YOUR ASSIGNMENT> Copy out each line of the data that holds the word "ValueRef".

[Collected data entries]

┌────────

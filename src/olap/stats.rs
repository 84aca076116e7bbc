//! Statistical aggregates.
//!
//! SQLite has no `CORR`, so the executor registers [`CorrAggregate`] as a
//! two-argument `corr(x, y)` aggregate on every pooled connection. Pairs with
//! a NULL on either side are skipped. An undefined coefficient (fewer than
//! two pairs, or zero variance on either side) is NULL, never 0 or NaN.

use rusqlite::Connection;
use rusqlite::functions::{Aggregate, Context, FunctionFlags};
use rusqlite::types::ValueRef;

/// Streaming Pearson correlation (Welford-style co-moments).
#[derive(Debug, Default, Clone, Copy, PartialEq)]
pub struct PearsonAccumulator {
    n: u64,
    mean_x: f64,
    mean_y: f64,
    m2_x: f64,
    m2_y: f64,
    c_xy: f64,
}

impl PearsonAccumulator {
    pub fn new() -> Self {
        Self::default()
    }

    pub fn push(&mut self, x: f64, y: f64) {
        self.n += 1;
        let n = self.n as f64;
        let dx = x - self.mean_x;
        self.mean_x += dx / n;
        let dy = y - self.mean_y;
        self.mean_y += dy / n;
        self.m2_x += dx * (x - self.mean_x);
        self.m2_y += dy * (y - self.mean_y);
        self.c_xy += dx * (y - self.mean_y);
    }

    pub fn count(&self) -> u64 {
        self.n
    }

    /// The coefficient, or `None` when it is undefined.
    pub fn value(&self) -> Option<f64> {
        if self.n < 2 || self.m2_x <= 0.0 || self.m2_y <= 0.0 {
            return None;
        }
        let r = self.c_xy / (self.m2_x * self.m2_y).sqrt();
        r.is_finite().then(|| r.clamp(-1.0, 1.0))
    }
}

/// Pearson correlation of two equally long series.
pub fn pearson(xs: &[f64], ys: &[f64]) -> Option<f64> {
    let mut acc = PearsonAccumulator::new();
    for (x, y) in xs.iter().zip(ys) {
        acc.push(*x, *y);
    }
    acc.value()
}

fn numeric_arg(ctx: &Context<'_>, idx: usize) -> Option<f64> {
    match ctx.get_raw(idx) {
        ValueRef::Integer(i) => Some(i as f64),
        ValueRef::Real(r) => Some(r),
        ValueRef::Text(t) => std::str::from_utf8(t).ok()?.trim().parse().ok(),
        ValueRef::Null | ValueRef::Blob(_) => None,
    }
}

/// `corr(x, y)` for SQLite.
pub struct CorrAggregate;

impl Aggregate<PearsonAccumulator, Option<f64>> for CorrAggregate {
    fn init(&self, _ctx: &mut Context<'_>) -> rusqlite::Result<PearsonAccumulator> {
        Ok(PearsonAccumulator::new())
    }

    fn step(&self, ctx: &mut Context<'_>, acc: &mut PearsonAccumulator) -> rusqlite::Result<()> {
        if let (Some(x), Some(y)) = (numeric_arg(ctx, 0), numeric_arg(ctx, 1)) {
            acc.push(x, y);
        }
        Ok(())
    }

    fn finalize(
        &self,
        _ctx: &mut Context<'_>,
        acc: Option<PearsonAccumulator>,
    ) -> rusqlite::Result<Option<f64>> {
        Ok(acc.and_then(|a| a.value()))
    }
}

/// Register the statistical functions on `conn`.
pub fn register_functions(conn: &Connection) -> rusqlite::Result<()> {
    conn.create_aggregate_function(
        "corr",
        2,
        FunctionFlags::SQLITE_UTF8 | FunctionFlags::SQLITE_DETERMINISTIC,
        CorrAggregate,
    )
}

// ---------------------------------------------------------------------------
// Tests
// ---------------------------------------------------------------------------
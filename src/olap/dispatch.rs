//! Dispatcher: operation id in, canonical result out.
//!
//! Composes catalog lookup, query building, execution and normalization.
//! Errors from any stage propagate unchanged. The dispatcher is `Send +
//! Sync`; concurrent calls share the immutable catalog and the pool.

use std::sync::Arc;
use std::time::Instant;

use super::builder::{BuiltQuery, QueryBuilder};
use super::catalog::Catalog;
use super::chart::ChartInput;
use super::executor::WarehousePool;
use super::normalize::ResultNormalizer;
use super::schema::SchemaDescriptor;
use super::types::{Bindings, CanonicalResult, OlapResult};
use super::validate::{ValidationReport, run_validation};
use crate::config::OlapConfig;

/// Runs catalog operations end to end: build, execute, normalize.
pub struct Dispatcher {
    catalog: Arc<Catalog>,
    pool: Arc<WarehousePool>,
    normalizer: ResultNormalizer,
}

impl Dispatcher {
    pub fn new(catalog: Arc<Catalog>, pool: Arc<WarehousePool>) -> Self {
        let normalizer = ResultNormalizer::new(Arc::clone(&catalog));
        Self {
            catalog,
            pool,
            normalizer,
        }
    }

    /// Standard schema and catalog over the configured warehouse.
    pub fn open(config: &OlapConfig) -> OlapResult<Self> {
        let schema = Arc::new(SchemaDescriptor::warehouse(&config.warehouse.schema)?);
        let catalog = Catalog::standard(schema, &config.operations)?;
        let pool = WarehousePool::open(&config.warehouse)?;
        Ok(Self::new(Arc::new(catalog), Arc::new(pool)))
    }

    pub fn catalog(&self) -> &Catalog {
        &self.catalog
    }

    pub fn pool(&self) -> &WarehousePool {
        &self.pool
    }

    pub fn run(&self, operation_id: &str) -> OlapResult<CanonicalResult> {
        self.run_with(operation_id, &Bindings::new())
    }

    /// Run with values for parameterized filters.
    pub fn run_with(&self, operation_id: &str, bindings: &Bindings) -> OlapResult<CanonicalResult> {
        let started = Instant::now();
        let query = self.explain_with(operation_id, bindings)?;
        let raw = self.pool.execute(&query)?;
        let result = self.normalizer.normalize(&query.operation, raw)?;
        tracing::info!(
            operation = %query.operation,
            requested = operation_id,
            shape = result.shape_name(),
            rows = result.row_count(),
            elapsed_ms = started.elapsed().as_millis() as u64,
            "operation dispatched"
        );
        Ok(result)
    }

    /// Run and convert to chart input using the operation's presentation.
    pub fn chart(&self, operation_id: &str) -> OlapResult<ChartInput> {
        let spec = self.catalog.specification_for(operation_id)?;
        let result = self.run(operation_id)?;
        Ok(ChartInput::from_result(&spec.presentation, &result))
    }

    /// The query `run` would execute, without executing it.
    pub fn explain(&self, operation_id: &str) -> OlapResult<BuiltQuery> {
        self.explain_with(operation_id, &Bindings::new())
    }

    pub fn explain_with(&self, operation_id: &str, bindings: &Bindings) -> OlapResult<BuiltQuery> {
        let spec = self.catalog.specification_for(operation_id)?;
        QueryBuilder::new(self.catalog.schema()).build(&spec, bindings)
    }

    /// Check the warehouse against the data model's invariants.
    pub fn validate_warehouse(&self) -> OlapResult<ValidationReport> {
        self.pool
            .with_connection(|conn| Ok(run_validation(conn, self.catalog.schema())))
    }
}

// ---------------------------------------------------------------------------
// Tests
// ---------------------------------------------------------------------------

└────────

RESULT>
use rusqlite::types::ValueRef;
        ValueRef::Integer(i) => Some(i as f64),
        ValueRef::Real(r) => Some(r),
        ValueRef::Text(t) => std::str::from_utf8(t).ok()?.trim().parse().ok(),
        ValueRef::Null | ValueRef::Blob(_) => None,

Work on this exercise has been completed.